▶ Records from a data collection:

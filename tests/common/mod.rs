#![allow(dead_code)]

use fillclass_lsp::Backend;
use std::fs;
use tower_lsp::LanguageServer;
use tower_lsp::lsp_types::*;

pub fn create_test_backend() -> Backend {
    Backend::new_test()
}

/// Helper: create a temp workspace holding the given source files, then
/// return a Backend rooted at it.
pub fn create_workspace(files: &[(&str, &str)]) -> (Backend, tempfile::TempDir) {
    let dir = tempfile::tempdir().expect("failed to create temp dir");
    for (rel_path, content) in files {
        let full = dir.path().join(rel_path);
        if let Some(parent) = full.parent() {
            fs::create_dir_all(parent).expect("failed to create dirs");
        }
        fs::write(&full, content).expect("failed to write source file");
    }

    let backend = Backend::new_test_with_workspace(dir.path().to_path_buf());
    (backend, dir)
}

/// Open `text` as a Kotlin document.
pub async fn open(backend: &Backend, uri: &Url, text: &str) {
    backend
        .did_open(DidOpenTextDocumentParams {
            text_document: TextDocumentItem {
                uri: uri.clone(),
                language_id: "kotlin".to_string(),
                version: 1,
                text: text.to_string(),
            },
        })
        .await;
}

/// Request code actions at `line`/`character`.
pub async fn code_actions_at(
    backend: &Backend,
    uri: &Url,
    line: u32,
    character: u32,
) -> Vec<CodeAction> {
    let position = Position { line, character };
    let params = CodeActionParams {
        text_document: TextDocumentIdentifier { uri: uri.clone() },
        range: Range {
            start: position,
            end: position,
        },
        context: CodeActionContext::default(),
        work_done_progress_params: WorkDoneProgressParams::default(),
        partial_result_params: PartialResultParams::default(),
    };
    backend
        .code_action(params)
        .await
        .expect("code_action failed")
        .unwrap_or_default()
        .into_iter()
        .filter_map(|item| match item {
            CodeActionOrCommand::CodeAction(action) => Some(action),
            CodeActionOrCommand::Command(_) => None,
        })
        .collect()
}

/// Apply the single-file workspace edit of `action` to `text`.
pub fn apply_action(text: &str, uri: &Url, action: &CodeAction) -> String {
    let edits = action
        .edit
        .as_ref()
        .and_then(|e| e.changes.as_ref())
        .and_then(|c| c.get(uri))
        .cloned()
        .expect("action should carry an edit");
    apply_text_edits(text, edits)
}

fn apply_text_edits(text: &str, mut edits: Vec<TextEdit>) -> String {
    let mut out = text.to_string();
    edits.sort_by_key(|e| (e.range.start.line, e.range.start.character));
    for edit in edits.into_iter().rev() {
        let start = offset(&out, edit.range.start);
        let end = offset(&out, edit.range.end);
        out.replace_range(start..end, &edit.new_text);
    }
    out
}

/// Byte offset of an ASCII-only position.
fn offset(text: &str, position: Position) -> usize {
    let mut line_start = 0;
    for _ in 0..position.line {
        line_start += text[line_start..].find('\n').map_or(0, |i| i + 1);
    }
    line_start + position.character as usize
}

▶ WORK INSTRUCTION: From the entries, copy every line in which the string "source" can be found.

▶ YOUR SOLUTION:
/// Helper: create a temp workspace holding the given source files, then
        fs::write(&full, content).expect("failed to write source file");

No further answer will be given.